The truck had no shocks; Bryan felt each rock in the road as if it had been thrown at him.  If someone could be said to drive with a swagger, that’s what Jim was doing, grinning, one hand swinging the truck to avoid the worst potholes.  They crested a short, steep hill and Jim stopped the truck. 
“Sit tight.  I’ll be right back,” Jim said.
  At the bottom of the incline, the road curved out of sight.  Jim disappeared around the curve, and Bryan felt uneasy.  He had imagined a day or two in the woods; part of him craved to be armed and shooting, not sitting in a rattling, smelly pickup truck.
Jim reappeared, moving quickly, making an effort to be quiet.  “We’ve got to be quick,” he said.  From the back, he pulled two helmets.   “Strap it on good,” he said to Bryan.
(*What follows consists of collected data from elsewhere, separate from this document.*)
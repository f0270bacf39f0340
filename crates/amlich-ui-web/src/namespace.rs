//! The `window.CalendarApp`
//! namespace inline template
//! scripts call into: notify, the
//! two fixed-locale formatters and
//! a debounce wrapper.

use std::cell::RefCell;
use std::rc::Rc;

use amlich_ui_core::datetime;
use amlich_ui_core::debounce::Debouncer;
use amlich_ui_core::NoticeKind;
use js_sys::{
  Function,
  Object,
  Reflect
};
use wasm_bindgen::closure::Closure;
use wasm_bindgen::JsValue;
use web_sys::Window;

use crate::schedule::BrowserScheduler;
use crate::wire;

const NAMESPACE: &str = "CalendarApp";

pub(crate) fn install(
  window: &Window
) {
  let namespace = Object::new();

  let notify = Closure::<
    dyn Fn(String, Option<String>),
  >::new(
    |message: String,
     kind: Option<String>| {
      show_notification(
        &message,
        kind.as_deref()
      );
    }
  );
  set(
    &namespace,
    "notify",
    notify.into_js_value()
  );

  let format_date = Closure::<
    dyn Fn(String) -> String,
  >::new(|value: String| {
    datetime::format_date(&value)
      .unwrap_or(value)
  });
  set(
    &namespace,
    "formatDate",
    format_date.into_js_value()
  );

  let format_date_time = Closure::<
    dyn Fn(String) -> String,
  >::new(|value: String| {
    datetime::format_date_time(
      &value
    )
    .unwrap_or(value)
  });
  set(
    &namespace,
    "formatDateTime",
    format_date_time.into_js_value()
  );

  let debounce = Closure::<
    dyn Fn(Function, f64) -> JsValue,
  >::new(
    |func: Function, wait: f64| {
      debounced(func, wait as u32)
    }
  );
  set(
    &namespace,
    "debounce",
    debounce.into_js_value()
  );

  let _ = Reflect::set(
    window.as_ref(),
    &JsValue::from_str(NAMESPACE),
    &namespace
  );
}

fn show_notification(
  message: &str,
  kind: Option<&str>
) {
  let kind =
    NoticeKind::from_label(kind);
  let listener =
    wire::with_bootstrap(
      |bootstrap| {
        let banner = bootstrap
          .notify(message, kind);
        wire::wire_banner(
          bootstrap, banner
        )
      }
    );
  if let Some(listener) = listener {
    wire::push_listeners(vec![
      listener,
    ]);
  }
}

/// Wraps a JS function so it runs
/// once, `wait` ms after the last
/// call. The latest (single)
/// argument wins and is forwarded.
fn debounced(
  func: Function,
  wait: u32
) -> JsValue {
  let latest = Rc::new(RefCell::new(
    JsValue::UNDEFINED
  ));
  let callback: Rc<dyn Fn()> = {
    let latest = Rc::clone(&latest);
    Rc::new(move || {
      let arg =
        latest.borrow().clone();
      let _ = func.call1(
        &JsValue::NULL,
        &arg
      );
    })
  };
  let debouncer = Debouncer::new(
    BrowserScheduler,
    wait,
    callback
  );
  Closure::<dyn FnMut(JsValue)>::new(
    move |arg: JsValue| {
      *latest.borrow_mut() = arg;
      debouncer.poke();
    }
  )
  .into_js_value()
}

fn set(
  target: &Object,
  key: &str,
  value: JsValue
) {
  let _ = Reflect::set(
    target,
    &JsValue::from_str(key),
    &value
  );
}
Jim put his on first, then looked at Bryan, who was dubiously fixing his seatbelt.  “C’mon, there’s three of them, so we’re bound to get one.  Set?”  
“Jim…” Bryan began, but his words were cut off as Jim released the handbrake.  The truck lurched forward and Jim pounded the gas.  They plunged down the hill.  The tires skidded and slipped on the dirt.  Around the corner, Bryan barely registered the three moose in the road.  Long legs with knobby knees, shaggy brown coats.  He bounced uncontrollably on the seat as the truck hit a pothole, took to the air, landed hard.  Two of the moose jumped away.  The third turned and broke into a gallop, but Jim bore down relentlessly. Bryan gripped the dash board as the truck closed in, and Jim screamed, “You goddamn fucking terrorist!” his hands on the wheel, setting the course, with Bryan as the helpless copilot.